Nos últimos meses, perfis criados por inteligência artificial têm se proliferado nas principais plataformas digitais, oferecendo “remédios” naturais e tratamentos sem comprovação científica. A prática ganhou força entre 2024 e 2025, atingindo usuários de todo o Brasil, especialmente idosos que buscam soluções rápidas para problemas de saúde.
Quem são os personagens digitais e como surgiram
Vó Xayomi, Dona Odete e Vovó Mei Lin Chen são avatares gerados por algoritmos que simulam vozes e aparências de mulheres sábias, vestidas com trajes típicos e rodeadas de elementos da cultura popular. Cada um deles acumula centenas de milhares de seguidores no Instagram, TikTok e YouTube, onde postam vídeos curtos com promessas de cura em sete dias.
Esses avatares não existem na realidade; são fruto de softwares de geração de imagem e voz, treinados com dados de linguagem natural. A estratégia de marketing consiste em criar uma identidade confiável, usando termos como “sabedoria indígena” ou “medicina tradicional chinesa” para atrair quem já tem predisposição a acreditar em soluções naturais.
Tipos de promessas e produtos oferecidos
Os conteúdos apresentam uma variedade de receitas, desde chás para controlar a diabetes até sucos que supostamente eliminam cálculos renais em 72 horas. Em muitos vídeos, a promessa é acompanhada por um convite para adquirir um e‑book ou um curso pago que detalha “mais de 200 remédios naturais”.
- Chá de hibisco para baixar o colesterol.
- Infusão de carqueja para tratar menopausa.
- Sucos detox de couve e limão para emagrecimento rápido.
- Mistura de gengibre e canela para regular a glicemia.
Essas ofertas são divulgadas com linguagem alarmista, que aponta a indústria farmacêutica como inimiga que supostamente oculta curas “naturais”. A narrativa cria um clima de desconfiança e urgência, estimulando cliques e compras.
Riscos reais para a saúde pública
Especialistas alertam que a adesão a esses tratamentos pode gerar complicações graves. O médico de família Henrique Sater, da Unicamp, explica que substituir insulina por um chá pode levar à perda de visão ou até à morte em pacientes diabéticos. Da mesma forma, a hepatologista Lívia Falcão relata casos de inflamação hepática grave após o uso indiscriminado de chás detox.
Outros profissionais, como o nefrologista Thyago Proença de Moraes, reforçam que a ingestão de supostos “sucos quebra‑pedras” pode atrasar o diagnóstico de infecção urinária, transformando uma condição tratável em emergência médica.
Além dos danos físicos, há prejuízos financeiros. Muitos usuários investem em e‑books que custam entre R$ 50 e R$ 150, sem receber nenhum benefício comprovado. A combinação de desinformação e lucro fácil cria um ciclo perigoso, sobretudo entre a população idosa, que tem menor familiaridade com ferramentas de verificação de conteúdo.
Reação das autoridades e medidas de combate
Em resposta ao crescimento do fenômeno, a Advocacia‑Geral da União, a pedido do Ministério da Saúde, notificou o YouTube para que removesse ou sinalizasse vídeos que promovem tratamentos sem evidência científica. Entre 1º de janeiro e 10 de julho deste ano, foram identificados 97 perfis de supostos médicos com credenciais falsas.
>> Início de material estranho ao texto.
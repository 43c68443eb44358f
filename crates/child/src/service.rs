//! Child-side bridge service body.
//!
//! Receives `callbackDeliver`s from the host and resumes the parked call
//! site, if it is still there. A reply for an unknown token - already
//! consumed, abandoned on navigation, or never registered - is dropped with
//! a log line and still acknowledged: stale delivery is not the host's
//! problem.

use std::sync::Arc;

use webdock_protocol::{Ack, BridgeRequest};
use webdock_runtime::{CallbackRegistry, ServiceHandler};

/// Accepts `callbackDeliver`s and resumes pending call sites.
///
/// `resume` runs on the network task; call sites must hand off into the
/// embedded runtime promptly rather than doing work inline.
pub struct ChildService {
    registry: Arc<CallbackRegistry>,
}

impl ChildService {
    pub fn new(registry: Arc<CallbackRegistry>) -> Self {
        Self { registry }
    }
}

impl ServiceHandler for ChildService {
    fn handle(&self, request: BridgeRequest) -> Ack {
        match request {
            BridgeRequest::CallbackDeliver { token, result } => {
                tracing::debug!(token, "callback delivered");
                if let Some(site) = self.registry.pop(token) {
                    site.resume(&result);
                }
                Ack::ok()
            }
            BridgeRequest::OperationCall { name, .. } => {
                tracing::warn!(%name, "operationCall sent to child-side service");
                Ack::error("child service only accepts callbackDeliver")
            }
        }
    }
}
O Ministério da Saúde também lançou campanhas educativas nas redes, ensinando a identificar deepfakes e a checar a procedência de informações de saúde. Plataformas como Instagram e TikTok passaram a aplicar algoritmos que reduzem a distribuição de conteúdos que contenham termos como “cura milagrosa” ou “remédio natural” sem comprovação.
Organizações não‑governamentais, como a Olá Doutor, realizam pesquisas para medir a capacidade da população de distinguir perfis reais de falsos. O último levantamento indica que quatro em cada dez brasileiros ainda não conseguem fazer essa diferenciação, evidenciando a necessidade de maior alfabetização digital.
Como o usuário pode se proteger
Para evitar cair em armadilhas, especialistas recomendam alguns passos simples:
- Verificar se o profissional possui registro em conselhos de classe (CRM, CRO, etc.).
- Buscar fontes confiáveis, como sites de hospitais universitários e revistas científicas.
- Desconfiar de promessas de resultados em poucos dias sem evidência clínica.
- Consultar um médico de verdade antes de iniciar qualquer tratamento alternativo.
Além disso, é fundamental denunciar perfis que espalham desinformação. As plataformas disponibilizam ferramentas de reporte que, quando acionadas, podem levar à remoção do conteúdo ou ao bloqueio da conta.
O combate à desinformação de saúde requer a colaboração de usuários, profissionais da saúde e empresas de tecnologia. Só assim será possível reduzir o número de vítimas e preservar a confiança nas instituições médicas.